Sam doesn't think, just drives.
The road sweeps on by with ease, going nowhere in particular, letting everything on the sides beyond the black asphalt vanish. It's the third car he's stolen tonight, running each one until the tank is empty before jumping in another.
A couple times he almost calls Bobby. A few more times he almost calls Dean. Eventually, the constant reach and pull back wearies him and he throws the phone out of the car altogether. He can almost hear it shatter on the blacktop. Maybe he'll regret that later, but he kind of doubts it. There's no one else he would even consider calling.
The gas light comes on with a ping and Sam jerks out of his reverie to check the next road sign. Nothing for forty miles, and then only a rest stop.
He stops the car. Dean is far behind him, all unaware, and he still doesn't even know where he's going.
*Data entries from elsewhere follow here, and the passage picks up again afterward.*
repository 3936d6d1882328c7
pub mod cache;
pub mod dnssec;
pub mod metrics;
pub mod resolver;
pub mod server;
pub mod transport;
pub mod upstream;
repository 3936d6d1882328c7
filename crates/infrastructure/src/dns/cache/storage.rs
use super::entry::CacheEntry;
use super::key::CacheKey;
use super::metrics::{CacheMetrics, CacheMetricsSnapshot};
use dashmap::DashMap;
use rustc_hash::FxBuildHasher;
use std::sync::atomic::Ordering;
use std::sync::Arc;
use tracing::debug;

/// Fraction of capacity removed per eviction pass.
const EVICTION_BATCH_DIVISOR: usize = 100;

/// Sharded TTL cache keyed by (name, type, class).
///
/// Expiry is lazy on lookup; the maintenance job sweeps the remainder.
/// At capacity, the least-recently-used entries are evicted in a batch so
/// insert-heavy workloads do not pay a scan per insert.
pub struct ResolverCache {
    entries: DashMap<CacheKey, Arc<CacheEntry>, FxBuildHasher>,
    max_entries: usize,
    metrics: CacheMetrics,
}

impl ResolverCache {
    pub fn new(max_entries: usize, shard_amount: usize) -> Self {
        Self {
            entries: DashMap::with_capacity_and_hasher_and_shard_amount(
                max_entries.min(16_384),
                FxBuildHasher,
                shard_amount,
            ),
            max_entries,
            metrics: CacheMetrics::default(),
        }
    }

    /// A hit returns the entry and its remaining TTL. Expired entries are
    /// removed on the way out and count as misses.
    pub fn lookup(&self, key: &CacheKey) -> Option<(Arc<CacheEntry>, u32)> {
        let entry = match self.entries.get(key) {
            Some(entry) => Arc::clone(entry.value()),
            None => {
                self.metrics.record_miss();
                return None;
            }
        };

        if entry.is_expired() {
            self.entries
                .remove_if(key, |_, stored| stored.is_expired());
            self.metrics.record_miss();
            self.metrics.record_expired_removals(1);
            return None;
        }

        entry.record_hit();
        self.metrics.record_hit();
        let remaining = entry.remaining_ttl();
        Some((entry, remaining))
    }

    pub fn insert(&self, key: CacheKey, entry: CacheEntry) {
        if self.entries.len() >= self.max_entries && !self.entries.contains_key(&key) {
            self.evict_lru_batch();
        }
        self.entries.insert(key, Arc::new(entry));
        self.metrics.record_insertion();
    }

    pub fn len(&self) -> usize {
        self.entries.len()
    }

    pub fn is_empty(&self) -> bool {
        self.entries.is_empty()
    }

    pub fn metrics(&self) -> CacheMetricsSnapshot {
        self.metrics.snapshot()
    }

    /// Drop all expired entries. Returns the number removed.
    pub fn sweep(&self) -> usize {
        let before = self.entries.len();
        self.entries.retain(|_, entry| !entry.is_expired());
        let removed = before.saturating_sub(self.entries.len());
        if removed > 0 {
            self.metrics.record_expired_removals(removed as u64);
        }
        removed
    }

    /// Entries close enough to expiry to be worth re-resolving, skipping
    /// ones already claimed by a refresh pass.
    pub fn refresh_candidates(&self, prefetch_fraction: f64) -> Vec<(CacheKey, Arc<CacheEntry>)> {
        self.entries
            .iter()
            .filter(|item| {
                item.value().should_refresh(prefetch_fraction)
                    && !item.value().refreshing.load(Ordering::Acquire)
            })
            .map(|item| (item.key().clone(), Arc::clone(item.value())))
            .collect()
    }

    /// Remove the coldest entries by last access, about 1% of capacity.
    fn evict_lru_batch(&self) {
        let batch = (self.max_entries / EVICTION_BATCH_DIVISOR).max(1);

        let mut coldest: Vec<(CacheKey, u64)> = self
            .entries
            .iter()
            .map(|item| {
                (
                    item.key().clone(),
                    item.value().last_access.load(Ordering::Relaxed),
                )
            })
            .collect();
        coldest.sort_unstable_by_key(|(_, last_access)| *last_access);
        coldest.truncate(batch);

        let mut removed = 0u64;
        for (key, _) in coldest {
            if self.entries.remove(&key).is_some() {
                removed += 1;
            }
        }
        if removed > 0 {
            self.metrics.record_evictions(removed);
            debug!(evicted = removed, size = self.entries.len(), "Cache eviction");
        }
    }
}
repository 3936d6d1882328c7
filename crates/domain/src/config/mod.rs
mod dns;
mod errors;
mod logging;
mod root;
mod server;

pub use dns::{DnsConfig, DohMethod};
pub use errors::ConfigError;
pub use logging::LoggingConfig;
pub use root::{CliOverrides, Config};
pub use server::ServerConfig;
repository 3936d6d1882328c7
use serde::{Deserialize, Serialize};

#[derive(Debug, Clone, Deserialize, Serialize)]
pub struct LoggingConfig {
    #[serde(default = "default_log_level")]
    pub level: String,
}

impl Default for LoggingConfig {
    fn default() -> Self {
        Self {
            level: default_log_level(),
        }
    }
}

fn default_log_level() -> String {
    "info".to_string()
}
mod handle_dns_query;

pub use handle_dns_query::HandleDnsQueryUseCase;
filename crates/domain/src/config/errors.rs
use thiserror::Error;

#[derive(Error, Debug)]
pub enum ConfigError {
    #[error("Failed to read config file '{0}': {1}")]
    FileRead(String, String),

    #[error("Failed to parse config: {0}")]
    Parse(String),

    #[error("Invalid configuration: {0}")]
    Validation(String),
}
use crate::record_type::{RClass, RecordType};
use std::fmt;
use std::net::{Ipv4Addr, Ipv6Addr};

/// SOA rdata. `minimum` doubles as the negative-cache TTL (RFC 2308).
#[derive(Debug, Clone, PartialEq, Eq)]
pub struct SoaData {
    pub mname: String,
    pub rname: String,
    pub serial: u32,
    pub refresh: u32,
    pub retry: u32,
    pub expire: u32,
    pub minimum: u32,
}

/// RRSIG rdata (RFC 4034 §3).
#[derive(Debug, Clone, PartialEq, Eq)]
pub struct RrsigData {
    pub type_covered: RecordType,
    pub algorithm: u8,
    pub labels: u8,
    pub original_ttl: u32,
    pub expiration: u32,
    pub inception: u32,
    pub key_tag: u16,
    pub signer_name: String,
    pub signature: Vec<u8>,
}

/// DNSKEY rdata (RFC 4034 §2).
#[derive(Debug, Clone, PartialEq, Eq)]
pub struct DnskeyData {
    pub flags: u16,
    pub protocol: u8,
    pub algorithm: u8,
    pub public_key: Vec<u8>,
}

impl DnskeyData {
    /// Secure Entry Point flag: a key signing key.
    pub fn is_ksk(&self) -> bool {
        self.flags & 0x0001 != 0
    }

    pub fn is_zone_key(&self) -> bool {
        self.flags & 0x0100 != 0
    }
}

/// Validation verdict attached to a resolved answer.
///
/// `Bogus` never reaches a client as a positive answer; the resolver
/// converts it to SERVFAIL before responding.
#[derive(Debug, Clone, Copy, PartialEq, Eq, Default)]
pub enum DnssecStatus {
    /// Validation disabled or not attempted.
    #[default]
    Unknown,
    /// Signatures present and verified against the trust anchor chain.
    Secure,
    /// Zone is unsigned; nothing to verify.
    Insecure,
    /// Signatures present but verification failed.
    Bogus,
}

impl DnssecStatus {
    pub fn as_str(&self) -> &'static str {
        match self {
            Self::Unknown => "unknown",
            Self::Secure => "secure",
            Self::Insecure => "insecure",
            Self::Bogus => "bogus",
        }
    }
}

impl fmt::Display for DnssecStatus {
    fn fmt(&self, f: &mut fmt::Formatter<'_>) -> fmt::Result {
        f.write_str(self.as_str())
    }
}

/// DS rdata (RFC 4034 §5).
#[derive(Debug, Clone, PartialEq, Eq)]
pub struct DsData {
    pub key_tag: u16,
    pub algorithm: u8,
    pub digest_type: u8,
    pub digest: Vec<u8>,
}

/// Type-specific record payload. Types the resolver does not model keep
/// their raw bytes so they re-encode unchanged.
#[derive(Debug, Clone, PartialEq, Eq)]
pub enum RData {
    A(Ipv4Addr),
    AAAA(Ipv6Addr),
    CNAME(String),
    NS(String),
    PTR(String),
    MX { preference: u16, exchange: String },
    TXT(Vec<Vec<u8>>),
    SOA(SoaData),
    RRSIG(RrsigData),
    DNSKEY(DnskeyData),
    DS(DsData),
    Unknown { rtype: u16, data: Vec<u8> },
}

impl RData {
    pub fn record_type(&self) -> RecordType {
        match self {
            Self::A(_) => RecordType::A,
            Self::AAAA(_) => RecordType::AAAA,
            Self::CNAME(_) => RecordType::CNAME,
            Self::NS(_) => RecordType::NS,
            Self::PTR(_) => RecordType::PTR,
            Self::MX { .. } => RecordType::MX,
            Self::TXT(_) => RecordType::TXT,
            Self::SOA(_) => RecordType::SOA,
            Self::RRSIG(_) => RecordType::RRSIG,
            Self::DNSKEY(_) => RecordType::DNSKEY,
            Self::DS(_) => RecordType::DS,
            Self::Unknown { rtype, .. } => RecordType::from_u16(*rtype),
        }
    }
}

/// A single resource record from any message section.
#[derive(Debug, Clone, PartialEq, Eq)]
pub struct ResourceRecord {
    pub name: String,
    pub rtype: RecordType,
    pub class: RClass,
    pub ttl: u32,
    pub rdata: RData,
}

impl ResourceRecord {
    pub fn new(name: impl Into<String>, ttl: u32, rdata: RData) -> Self {
        let rtype = rdata.record_type();
        Self {
            name: name.into(),
            rtype,
            class: RClass::IN,
            ttl,
            rdata,
        }
    }

    /// Copy with a different TTL. Cache reads use this to serve the
    /// remaining rather than the original TTL.
    pub fn with_ttl(&self, ttl: u32) -> Self {
        let mut copy = self.clone();
        copy.ttl = ttl;
        copy
    }
}

impl fmt::Display for ResourceRecord {
    fn fmt(&self, f: &mut fmt::Formatter<'_>) -> fmt::Result {
        write!(f, "{} {} {} {}", self.name, self.ttl, self.class, self.rtype)
    }
}
use crate::dns::metrics::ServerMetrics;
use cinder_dns_application::HandleDnsQueryUseCase;
use cinder_dns_domain::wire::{decode_message, encode_response_limited, HEADER_LEN};
use cinder_dns_domain::{Header, Message, Opcode, Rcode};
use std::sync::Arc;
use tracing::{debug, warn};

/// Wire-level request handler shared by the UDP and TCP listeners:
/// decode, dispatch, encode. A well-formed query always gets a reply;
/// undecodable datagrams get FORMERR when the header id is readable and
/// are dropped otherwise.
pub struct DnsRequestHandler {
    use_case: Arc<HandleDnsQueryUseCase>,
    metrics: Arc<ServerMetrics>,
}

impl DnsRequestHandler {
    pub fn new(use_case: Arc<HandleDnsQueryUseCase>, metrics: Arc<ServerMetrics>) -> Self {
        Self { use_case, metrics }
    }

    pub fn metrics(&self) -> Arc<ServerMetrics> {
        Arc::clone(&self.metrics)
    }

    /// `max_response_len` is 512 for UDP (oversized answers are truncated
    /// with TC set) and 65535 for TCP.
    pub async fn handle(&self, request_bytes: &[u8], max_response_len: usize) -> Option<Vec<u8>> {
        let request = match decode_message(request_bytes) {
            Ok(request) => request,
            Err(error) => {
                self.metrics.record_malformed();
                debug!(error = %error, len = request_bytes.len(), "Malformed request");
                return self.formerr_for_garbage(request_bytes, max_response_len);
            }
        };

        self.metrics.record_query();
        let response = self.use_case.execute(&request).await;
        self.metrics.record_response(response.header.rcode);

        match encode_response_limited(&response, max_response_len) {
            Ok(bytes) => Some(bytes),
            Err(error) => {
                warn!(error = %error, "Failed to encode response");
                None
            }
        }
    }

    /// The request didn't decode, but if the 12-byte header is there we
    /// can still address a FORMERR at its id.
    fn formerr_for_garbage(&self, request_bytes: &[u8], max_response_len: usize) -> Option<Vec<u8>> {
        if request_bytes.len() < HEADER_LEN {
            return None;
        }
        let id = u16::from_be_bytes([request_bytes[0], request_bytes[1]]);
        let response = Message {
            header: Header {
                id,
                response: true,
                opcode: Opcode::Query,
                authoritative: false,
                truncated: false,
                recursion_desired: false,
                recursion_available: true,
                rcode: Rcode::FormErr,
            },
            questions: vec![],
            answers: vec![],
            authorities: vec![],
            additionals: vec![],
        };
        encode_response_limited(&response, max_response_len).ok()
    }
}
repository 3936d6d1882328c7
use cinder_dns_application::ports::CacheMaintenancePort;
use std::sync::Arc;
use std::time::Duration;
use tokio_util::sync::CancellationToken;
use tracing::{error, info};

const DEFAULT_REFRESH_INTERVAL_SECS: u64 = 30;
const DEFAULT_SWEEP_INTERVAL_SECS: u64 = 300;

/// Two loops over the cache maintenance port: a prefetch refresh cycle
/// and an expired-entry sweep, each on its own interval.
pub struct CacheMaintenanceJob {
    maintenance: Arc<dyn CacheMaintenancePort>,
    refresh_interval_secs: u64,
    sweep_interval_secs: u64,
    shutdown: CancellationToken,
}

impl CacheMaintenanceJob {
    pub fn new(maintenance: Arc<dyn CacheMaintenancePort>) -> Self {
        Self {
            maintenance,
            refresh_interval_secs: DEFAULT_REFRESH_INTERVAL_SECS,
            sweep_interval_secs: DEFAULT_SWEEP_INTERVAL_SECS,
            shutdown: CancellationToken::new(),
        }
    }

    pub fn with_intervals(mut self, refresh_secs: u64, sweep_secs: u64) -> Self {
        self.refresh_interval_secs = refresh_secs;
        self.sweep_interval_secs = sweep_secs;
        self
    }

    pub fn with_cancellation(mut self, token: CancellationToken) -> Self {
        self.shutdown = token;
        self
    }

    pub async fn start(self: Arc<Self>) {
        info!("Starting cache maintenance jobs");

        let refresh_job = Arc::clone(&self);
        let refresh_shutdown = self.shutdown.clone();
        tokio::spawn(async move {
            let mut interval =
                tokio::time::interval(Duration::from_secs(refresh_job.refresh_interval_secs));
            interval.tick().await;
            loop {
                tokio::select! {
                    _ = refresh_shutdown.cancelled() => {
                        info!("CacheMaintenanceJob (refresh): shutting down");
                        break;
                    }
                    _ = interval.tick() => {
                        match refresh_job.maintenance.run_refresh_cycle().await {
                            Ok(outcome) => {
                                if outcome.candidates_found > 0 {
                                    info!(
                                        candidates = outcome.candidates_found,
                                        refreshed = outcome.refreshed,
                                        failed = outcome.failed,
                                        cache_size = outcome.cache_size,
                                        "Prefetch refresh cycle completed"
                                    );
                                }
                            }
                            Err(e) => {
                                error!(error = %e, "Prefetch refresh cycle failed");
                            }
                        }
                    }
                }
            }
        });

        let sweep_job = Arc::clone(&self);
        let sweep_shutdown = self.shutdown.clone();
        tokio::spawn(async move {
            let mut interval =
                tokio::time::interval(Duration::from_secs(sweep_job.sweep_interval_secs));
            interval.tick().await;
            loop {
                tokio::select! {
                    _ = sweep_shutdown.cancelled() => {
                        info!("CacheMaintenanceJob (sweep): shutting down");
                        break;
                    }
                    _ = interval.tick() => {
                        match sweep_job.maintenance.run_sweep_cycle().await {
                            Ok(outcome) => {
                                if outcome.entries_removed > 0 {
                                    info!(
                                        entries_removed = outcome.entries_removed,
                                        cache_size = outcome.cache_size,
                                        "Cache sweep completed"
                                    );
                                }
                            }
                            Err(e) => {
                                error!(error = %e, "Cache sweep failed");
                            }
                        }
                    }
                }
            }
        });
    }
}
use cinder_dns_application::{DnsResolver, HandleDnsQueryUseCase};
use cinder_dns_domain::Config;
use cinder_dns_infrastructure::{
    CacheMaintenance, CachedResolver, DnsRequestHandler, DnssecValidator, ForwardingResolver,
    NegativeTtlPolicy, PositiveTtlPolicy, ResolverCache, ServerMetrics, StatsCollector,
    TrustAnchorStore, UpstreamPool, UpstreamProber,
};
use std::sync::Arc;
use std::time::Duration;
use tracing::info;

/// Wired resolver stack plus the background-job collaborators.
pub struct DnsServices {
    pub handler: DnsRequestHandler,
    pub maintenance: Option<Arc<CacheMaintenance>>,
    pub prober: Arc<UpstreamProber>,
    pub stats: Arc<StatsCollector>,
}

impl DnsServices {
    pub fn new(config: &Config) -> anyhow::Result<Self> {
        let dns = &config.dns;
        let query_timeout = Duration::from_millis(dns.query_timeout_ms);
        let queue_wait = Duration::from_millis(dns.queue_wait_ms);

        let pool = Arc::new(UpstreamPool::new(
            &dns.upstream_urls,
            dns.doh_method,
            query_timeout,
            dns.failure_threshold,
            Duration::from_secs(dns.upstream_cooldown_secs),
        )?);
        let prober = Arc::new(UpstreamProber::new(pool.clone()));

        let forwarding: Arc<dyn DnsResolver> = Arc::new(ForwardingResolver::new(pool));

        let upstream_stack: Arc<dyn DnsResolver> = if dns.dnssec_enabled {
            let anchors = match &dns.trust_anchor_key {
                Some(key) => TrustAnchorStore::with_root_key_b64(key)?,
                None => TrustAnchorStore::new(),
            };
            info!("DNSSEC validation enabled");
            Arc::new(cinder_dns_infrastructure::ValidatingResolver::new(
                forwarding,
                DnssecValidator::new(anchors),
            ))
        } else {
            forwarding
        };

        let cache = Arc::new(ResolverCache::new(
            dns.cache_max_entries,
            dns.cache_shard_amount,
        ));
        let positive_ttl = PositiveTtlPolicy {
            min_ttl: dns.min_ttl,
            max_ttl: dns.max_ttl,
        };
        let negative_ttl = NegativeTtlPolicy {
            min_ttl: dns.negative_min_ttl,
            max_ttl: dns.negative_max_ttl,
            default_ttl: dns.negative_default_ttl,
        };

        let (resolver, maintenance): (Arc<dyn DnsResolver>, Option<Arc<CacheMaintenance>>) =
            if dns.cache_enabled {
                info!(
                    max_entries = dns.cache_max_entries,
                    shards = dns.cache_shard_amount,
                    "Resolver cache enabled"
                );
                let cached = Arc::new(CachedResolver::new(
                    upstream_stack.clone(),
                    cache.clone(),
                    positive_ttl,
                    negative_ttl,
                ));
                let maintenance = Arc::new(CacheMaintenance::new(
                    cache.clone(),
                    upstream_stack,
                    dns.prefetch_fraction,
                    positive_ttl,
                    negative_ttl,
                ));
                (cached, Some(maintenance))
            } else {
                (upstream_stack, None)
            };

        let use_case = Arc::new(HandleDnsQueryUseCase::new(
            resolver,
            dns.max_inflight_forwards,
            queue_wait,
            query_timeout,
        ));

        let metrics = Arc::new(ServerMetrics::default());
        let stats = Arc::new(StatsCollector::new(metrics.clone(), cache));
        let handler = DnsRequestHandler::new(use_case, metrics);

        Ok(Self {
            handler,
            maintenance,
            prober,
            stats,
        })
    }
}
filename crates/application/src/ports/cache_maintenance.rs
use async_trait::async_trait;
use cinder_dns_domain::DomainError;

/// Outcome of a prefetch refresh cycle.
#[derive(Debug, Default, Clone)]
pub struct RefreshOutcome {
    pub candidates_found: usize,
    pub refreshed: usize,
    pub failed: usize,
    pub cache_size: usize,
}

/// Outcome of an expired-entry sweep.
#[derive(Debug, Default, Clone)]
pub struct SweepOutcome {
    pub entries_removed: usize,
    pub cache_size: usize,
}

/// Port for cache maintenance (prefetch refresh + expiry sweep).
#[async_trait]
pub trait CacheMaintenancePort: Send + Sync {
    /// Re-resolve entries whose remaining TTL fell below the prefetch
    /// threshold, before clients see a miss.
    async fn run_refresh_cycle(&self) -> Result<RefreshOutcome, DomainError>;

    /// Remove entries past their expiry to reclaim memory.
    async fn run_sweep_cycle(&self) -> Result<SweepOutcome, DomainError>;
}
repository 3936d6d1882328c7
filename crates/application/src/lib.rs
//! cinder-dns application layer: resolver ports and query dispatch.
pub mod ports;
pub mod use_cases;

pub use ports::{
    CacheMaintenancePort, DnsResolver, ProbeOutcome, RefreshOutcome, Resolution, StatsReadout,
    StatsSnapshot, SweepOutcome, UpstreamHealthPort,
};
pub use use_cases::HandleDnsQueryUseCase;
use cinder_dns_domain::Message;

/// RFC 2308 negative-cache TTL derivation with configured clamps.
#[derive(Debug, Clone, Copy)]
pub struct NegativeTtlPolicy {
    pub min_ttl: u32,
    /// Zero disables negative caching entirely.
    pub max_ttl: u32,
    /// Used when the response carries no SOA in the authority section.
    pub default_ttl: u32,
}

impl NegativeTtlPolicy {
    pub fn new(min_ttl: u32, max_ttl: u32, default_ttl: u32) -> Self {
        Self {
            min_ttl,
            max_ttl,
            default_ttl,
        }
    }

    pub fn enabled(&self) -> bool {
        self.max_ttl > 0
    }

    /// TTL for a negative answer: min(SOA.minimum, SOA record TTL),
    /// clamped; the configured default when there is no SOA.
    pub fn ttl_for(&self, response: &Message) -> u32 {
        response
            .soa_negative_ttl()
            .map(|ttl| ttl.clamp(self.min_ttl, self.max_ttl))
            .unwrap_or(self.default_ttl)
    }
}

#[cfg(test)]
mod tests {
    use super::*;
    use cinder_dns_domain::{Message, RData, Rcode, RecordType, ResourceRecord, SoaData};

    fn policy() -> NegativeTtlPolicy {
        NegativeTtlPolicy::new(30, 3_600, 60)
    }

    fn nxdomain_with_soa(minimum: u32, record_ttl: u32) -> Message {
        let mut message = Message::query(1, "missing.example.com", RecordType::A);
        message.header.response = true;
        message.header.rcode = Rcode::NxDomain;
        message.authorities = vec![ResourceRecord::new(
            "example.com",
            record_ttl,
            RData::SOA(SoaData {
                mname: "ns1.example.com".to_string(),
                rname: "hostmaster.example.com".to_string(),
                serial: 1,
                refresh: 7200,
                retry: 900,
                expire: 1_209_600,
                minimum,
            }),
        )];
        message
    }

    #[test]
    fn soa_minimum_of_60_yields_60() {
        assert_eq!(policy().ttl_for(&nxdomain_with_soa(60, 3_600)), 60);
    }

    #[test]
    fn huge_soa_minimum_is_capped() {
        assert_eq!(policy().ttl_for(&nxdomain_with_soa(86_400, 86_400)), 3_600);
    }

    #[test]
    fn tiny_soa_minimum_is_raised_to_floor() {
        assert_eq!(policy().ttl_for(&nxdomain_with_soa(5, 3_600)), 30);
    }

    #[test]
    fn soa_record_ttl_caps_the_minimum() {
        assert_eq!(policy().ttl_for(&nxdomain_with_soa(900, 45)), 45);
    }

    #[test]
    fn missing_soa_falls_back_to_default() {
        let mut message = Message::query(1, "missing.example.com", RecordType::A);
        message.header.response = true;
        message.header.rcode = Rcode::NxDomain;
        assert_eq!(policy().ttl_for(&message), 60);
    }

    #[test]
    fn zero_max_ttl_disables_negative_caching() {
        assert!(!NegativeTtlPolicy::new(30, 0, 60).enabled());
    }
}
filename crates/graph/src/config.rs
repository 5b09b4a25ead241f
use serde::{Deserialize, Serialize};

/// Connection and batching settings for the graph store.
#[derive(Debug, Clone, Serialize, Deserialize)]
pub struct GraphConfig {
    pub uri: String,
    pub user: String,
    pub password: String,
    /// Rows per UNWIND batch.
    pub batch_size: usize,
}

impl Default for GraphConfig {
    fn default() -> Self {
        Self {
            uri: "bolt://localhost:7687".to_string(),
            user: "neo4j".to_string(),
            password: "password".to_string(),
            batch_size: 500,
        }
    }
}

impl GraphConfig {
    /// Reads `NEO4J_URI`, `NEO4J_USER` and `NEO4J_PASSWORD`, keeping the
    /// local defaults for anything unset.
    pub fn from_env() -> Self {
        let mut config = Self::default();
        if let Ok(uri) = std::env::var("NEO4J_URI") {
            config.uri = uri;
        }
        if let Ok(user) = std::env::var("NEO4J_USER") {
            config.user = user;
        }
        if let Ok(password) = std::env::var("NEO4J_PASSWORD") {
            config.password = password;
        }
        config
    }
}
Going hunting, is the easy answer. He has no tools, though, no resources, nowhere to begin. But he could get all that without too much trouble, couldn't he? And it's not like he's never hunted alone before (four months plus six months, that's over a year, isn't it? His head doesn't feel quite right anymore) and what else is he supposed to do? He won't drag his sorry carcass into Dean's pretty new life, and Bobby's probably doing fine on his own too. He has no life of his own (not really) to waste on hunting. And it's the least he can do, isn't it? After everything?
Sam looks up at the stars. His thoughts are all full of pieces and shards of broken glass that it's easy to cut himself on if he doesn't step carefully. He doesn't have the energy right now to step carefully, and they rip him to shreds with every twitch he makes.
He goes to sleep sprawled on the hood of the car like a dead man.
"Hey, you okay?"
No time has passed, all time has passed when he stares at the young man trying to shake him awake, looking anxious and worried. He frowns and tries to focus. "I'm not bleeding," he says, semi-coherently, "And I'm not dead. So yeah. I'm okay."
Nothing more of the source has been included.